------ Task input ------

//! Runtime and protocol core for peer-to-peer exchange of time-sensitive
//! media fragments over an unreliable transport.
//!
//! The crate is a library layer: the application supplies sockets, actor
//! implementations and a frame consumer, and wires them together from four
//! cooperating pieces:
//!
//! - [`runtime`]: an actor-style concurrency runtime: per-actor serialized
//!   message dispatch over a resizable [`runtime::pool::WorkerPool`], plus a
//!   [`runtime::scheduler::DeadlineScheduler`] for timed messages.
//! - [`net`]: a readiness [`net::select::Multiplexer`] fanning out readable
//!   descriptors to a worker pool without ever re-entering one reader
//!   concurrently.
//! - [`proto`]: a streaming text-envelope parser framing several
//!   sub-protocols over one wire format.
//! - [`media`]: MTU-sized fragmentation and order-tolerant reassembly of
//!   oversized frames.
//!
//! Data path: socket bytes → multiplexer → parser → typed packet → fragment
//! reassembly → completed frame. Control traffic flows through the actor
//! runtime independently of that pipeline. All concurrency is OS-thread
//! based; there are no async tasks anywhere.

pub mod media;
pub mod net;
pub mod proto;
pub mod runtime;
pub mod sync;

mod trace;

pub use trace::init_tracing;
//! Deadline scheduler: one timer thread dispatching items at their fire
//! time.
//!
//! Newly scheduled entries arrive on a [`ConcurrentQueue`]; the timer
//! thread keeps them in a min-heap ordered by fire time and hands every
//! due item to the posting callback supplied at construction. The thread
//! blocks on the incoming queue while idle, bounded by the remaining time
//! to the nearest deadline (plus a small slack so a wake never lands just
//! before its deadline) while entries are pending.
//!
//! Dispatch across distinct targets follows fire-time order. No ordering
//! is promised between a directly posted message and a just-fired
//! deadline for the same target: both race for the same downstream queue.

use std::collections::BinaryHeap;
use std::sync::Arc;
use std::thread::{self, JoinHandle};
use std::time::Duration;

use minstant::Instant;

use crate::sync::queue::ConcurrentQueue;
use crate::trace::{info, trace};

/// Wake this much after the nominal deadline to avoid a spurious early
/// wake followed by a second sleep.
const SLACK: Duration = Duration::from_millis(2);

struct Entry<T> {
    fire_at: Instant,
    item: T,
}

// Heap order: earliest deadline on top. Ties are broken arbitrarily.
impl<T> PartialEq for Entry<T> {
    fn eq(&self, other: &Self) -> bool {
        self.fire_at == other.fire_at
    }
}

impl<T> Eq for Entry<T> {}

impl<T> PartialOrd for Entry<T> {
    fn partial_cmp(&self, other: &Self) -> Option<std::cmp::Ordering> {
        Some(self.cmp(other))
    }
}

impl<T> Ord for Entry<T> {
    fn cmp(&self, other: &Self) -> std::cmp::Ordering {
        other.fire_at.cmp(&self.fire_at)
    }
}

/// Cheap cloneable scheduling endpoint for a running
/// [`DeadlineScheduler`].
pub struct ScheduleHandle<T: Send> {
    incoming: Arc<ConcurrentQueue<Entry<T>>>,
}

impl<T: Send> Clone for ScheduleHandle<T> {
    fn clone(&self) -> Self {
        Self {
            incoming: Arc::clone(&self.incoming),
        }
    }
}

impl<T: Send> ScheduleHandle<T> {
    /// Schedules `item` to be dispatched at `fire_at`.
    ///
    /// A fire time in the past dispatches on the next timer pass. Returns
    /// `false` if the scheduler has shut down.
    pub fn schedule_at(&self, fire_at: Instant, item: T) -> bool {
        self.incoming.push(Entry { fire_at, item })
    }

    /// Schedules `item` to be dispatched `delay` from now.
    pub fn schedule_after(&self, delay: Duration, item: T) -> bool {
        self.schedule_at(Instant::now() + delay, item)
    }
}

/// Dedicated timer thread dispatching deadline-ordered items through a
/// posting callback.
pub struct DeadlineScheduler<T: Send + 'static> {
    incoming: Arc<ConcurrentQueue<Entry<T>>>,
    thread: Option<JoinHandle<()>>,
}

impl<T: Send + 'static> DeadlineScheduler<T> {
    /// Spawns the timer thread, named `<name>-timer`.
    ///
    /// `post` receives every item whose deadline has passed, on the timer
    /// thread, in fire-time order.
    ///
    /// # Panics
    ///
    /// Panics if the timer thread cannot be spawned.
    pub fn new(name: &str, post: impl Fn(T) + Send + 'static) -> Self {
        let incoming = Arc::new(ConcurrentQueue::new());
        let queue = Arc::clone(&incoming);
        let thread = thread::Builder::new()
            .name(format!("{name}-timer"))
            .spawn(move || timer_main(&queue, &post))
            .expect("failed to spawn timer thread");
        Self {
            incoming,
            thread: Some(thread),
        }
    }

    /// Returns a cloneable handle for scheduling entries.
    #[must_use]
    pub fn handle(&self) -> ScheduleHandle<T> {
        ScheduleHandle {
            incoming: Arc::clone(&self.incoming),
        }
    }

    /// Closes the incoming queue and joins the timer thread.
    ///
    /// Entries whose deadline has not passed yet are dropped.
    pub fn shutdown(mut self) {
        self.incoming.close();
        if let Some(thread) = self.thread.take() {
            let _ = thread.join();
        }
    }
}

impl<T: Send + 'static> Drop for DeadlineScheduler<T> {
    fn drop(&mut self) {
        // Signal the thread; shutdown() is the joining variant.
        self.incoming.close();
    }
}

fn timer_main<T: Send>(incoming: &ConcurrentQueue<Entry<T>>, post: &(impl Fn(T) + Send)) {
    let mut pending: BinaryHeap<Entry<T>> = BinaryHeap::new();
    loop {
        // Wait for a new entry, or until the nearest deadline passes.
        let arrival = match pending.peek() {
            None => incoming.pop(),
            Some(next) => {
                let now = Instant::now();
                let wait = if next.fire_at <= now {
                    Duration::ZERO
                } else {
                    next.fire_at.duration_since(now) + SLACK
                };
                incoming.pop_timeout(wait)
            }
        };
        if let Some(entry) = arrival {
            pending.push(entry);
        }

        while let Some(next) = pending.peek() {
            if next.fire_at > Instant::now() {
                break;
            }
            if let Some(due) = pending.pop() {
                trace!("deadline fired");
                post(due.item);
            }
        }

        if !incoming.is_open() {
            break;
        }
    }
    info!(pending = pending.len(), "timer thread exiting");
}
//! Typed views of the sub-protocols carried on the envelope.
//!
//! Two sub-protocols share the `VCP2P` wire protocol:
//!
//! - fragment transport (`FRAGMENT`): one MTU-sized slice of a frame,
//!   with the frame's timestamp, total size, slice index and origin;
//! - RTT probes (`RTTREQ`/`RTTREP`): delay measurement round trips; the
//!   reply echoes the request's send time back toward its source.
//!
//! Each type converts losslessly to and from [`Packet`]; conversions
//! from foreign or malformed envelopes fail with a [`ParseError`].

use std::str::FromStr;

use crate::media::FrameTimestamp;
use crate::net::Endpoint;
use crate::proto::ParseError;
use crate::proto::envelope::Packet;

/// Wire protocol token shared by all sub-protocols in this crate.
pub const PROTOCOL: &str = "VCP2P";

/// Method token of fragment packets.
pub const METHOD_FRAGMENT: &str = "FRAGMENT";
/// Method token of RTT requests.
pub const METHOD_RTT_REQUEST: &str = "RTTREQ";
/// Method token of RTT replies.
pub const METHOD_RTT_REPLY: &str = "RTTREP";

fn expect_envelope(packet: &Packet, method: &'static str) -> Result<(), ParseError> {
    if packet.protocol != PROTOCOL {
        return Err(ParseError::WrongProtocol(packet.protocol.clone()));
    }
    if packet.method != method {
        return Err(ParseError::WrongMethod(packet.method.clone()));
    }
    Ok(())
}

fn required_header<T: FromStr>(packet: &Packet, name: &'static str) -> Result<T, ParseError> {
    let value = packet.header(name).ok_or(ParseError::MissingHeader(name))?;
    value.parse().map_err(|_| ParseError::InvalidHeader {
        name,
        value: value.to_owned(),
    })
}

/// One MTU-sized slice of a frame.
#[derive(Debug, Clone, PartialEq, Eq)]
pub struct FragmentPacket {
    /// Slice bytes, at most [`crate::media::MTU`].
    pub payload: Vec<u8>,
    /// Capture time shared by every fragment of the frame.
    pub timestamp: FrameTimestamp,
    /// Zero-based slice index within the frame.
    pub index: u32,
    /// Total size of the frame being carried, in bytes.
    pub frame_size: u32,
    /// Peer the frame originates from.
    pub source: Endpoint,
}

impl FragmentPacket {
    /// Builds the envelope form.
    #[must_use]
    pub fn to_packet(&self) -> Packet {
        let mut packet = Packet {
            protocol: PROTOCOL.to_owned(),
            method: METHOD_FRAGMENT.to_owned(),
            ..Packet::default()
        };
        packet.headers.insert("Time", self.timestamp.to_string());
        packet.headers.insert("Number", self.index.to_string());
        packet.headers.insert("Size", self.frame_size.to_string());
        packet.headers.insert("Source", self.source.to_string());
        packet.body = self.payload.clone();
        packet
    }

    /// Serializes straight to wire bytes.
    #[must_use]
    pub fn encode(&self) -> Vec<u8> {
        self.to_packet().encode()
    }
}

impl TryFrom<Packet> for FragmentPacket {
    type Error = ParseError;

    fn try_from(packet: Packet) -> Result<Self, Self::Error> {
        expect_envelope(&packet, METHOD_FRAGMENT)?;
        Ok(Self {
            timestamp: required_header(&packet, "Time")?,
            index: required_header(&packet, "Number")?,
            frame_size: required_header(&packet, "Size")?,
            source: required_header(&packet, "Source")?,
            payload: packet.body,
        })
    }
}

/// Outbound half of an RTT probe.
#[derive(Debug, Clone, Copy, PartialEq, Eq)]
pub struct RttRequestPacket {
    /// Peer issuing the probe.
    pub source: Endpoint,
    /// Peer being probed.
    pub destination: Endpoint,
    /// When the probe left the source.
    pub send_time: FrameTimestamp,
}

impl RttRequestPacket {
    /// Creates a probe stamped with the current time.
    #[must_use]
    pub fn new(source: Endpoint, destination: Endpoint) -> Self {
        Self {
            source,
            destination,
            send_time: FrameTimestamp::now(),
        }
    }

    /// Builds the envelope form.
    #[must_use]
    pub fn to_packet(&self) -> Packet {
        rtt_packet(METHOD_RTT_REQUEST, self.source, self.destination, self.send_time)
    }

    /// Serializes straight to wire bytes.
    #[must_use]
    pub fn encode(&self) -> Vec<u8> {
        self.to_packet().encode()
    }
}

impl TryFrom<Packet> for RttRequestPacket {
    type Error = ParseError;

    fn try_from(packet: Packet) -> Result<Self, Self::Error> {
        expect_envelope(&packet, METHOD_RTT_REQUEST)?;
        Ok(Self {
            source: required_header(&packet, "Source")?,
            destination: required_header(&packet, "Destination")?,
            send_time: required_header(&packet, "Time")?,
        })
    }
}

/// Returning half of an RTT probe, echoing the request's send time.
#[derive(Debug, Clone, Copy, PartialEq, Eq)]
pub struct RttReplyPacket {
    /// Peer answering the probe.
    pub source: Endpoint,
    /// Peer that issued the probe.
    pub destination: Endpoint,
    /// Send time copied verbatim from the request.
    pub send_time: FrameTimestamp,
}

impl RttReplyPacket {
    /// Builds the reply to `request`: directions swapped, send time
    /// echoed so the prober can compute the round trip on arrival.
    #[must_use]
    pub fn answering(request: &RttRequestPacket) -> Self {
        Self {
            source: request.destination,
            destination: request.source,
            send_time: request.send_time,
        }
    }

    /// Builds the envelope form.
    #[must_use]
    pub fn to_packet(&self) -> Packet {
        rtt_packet(METHOD_RTT_REPLY, self.source, self.destination, self.send_time)
    }

    /// Serializes straight to wire bytes.
    #[must_use]
    pub fn encode(&self) -> Vec<u8> {
        self.to_packet().encode()
    }
}

impl TryFrom<Packet> for RttReplyPacket {
    type Error = ParseError;

    fn try_from(packet: Packet) -> Result<Self, Self::Error> {
        expect_envelope(&packet, METHOD_RTT_REPLY)?;
        Ok(Self {
            source: required_header(&packet, "Source")?,
            destination: required_header(&packet, "Destination")?,
            send_time: required_header(&packet, "Time")?,
        })
    }
}

fn rtt_packet(
    method: &str,
    source: Endpoint,
    destination: Endpoint,
    send_time: FrameTimestamp,
) -> Packet {
    let mut packet = Packet {
        protocol: PROTOCOL.to_owned(),
        method: method.to_owned(),
        ..Packet::default()
    };
    packet.headers.insert("Source", source.to_string());
    packet.headers.insert("Destination", destination.to_string());
    packet.headers.insert("Time", send_time.to_string());
    packet
}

------

→ Work instruction
When you come to the line containing "message dispatch over", give it and stop; before that, repeat each line of the material exactly from the first one.

→ Result of this exercise
//! Runtime and protocol core for peer-to-peer exchange of time-sensitive
//! media fragments over an unreliable transport.
//!
//! The crate is a library layer: the application supplies sockets, actor
//! implementations and a frame consumer, and wires them together from four
//! cooperating pieces:
//!
//! - [`runtime`]: an actor-style concurrency runtime: per-actor serialized
//!   message dispatch over a resizable [`runtime::pool::WorkerPool`], plus a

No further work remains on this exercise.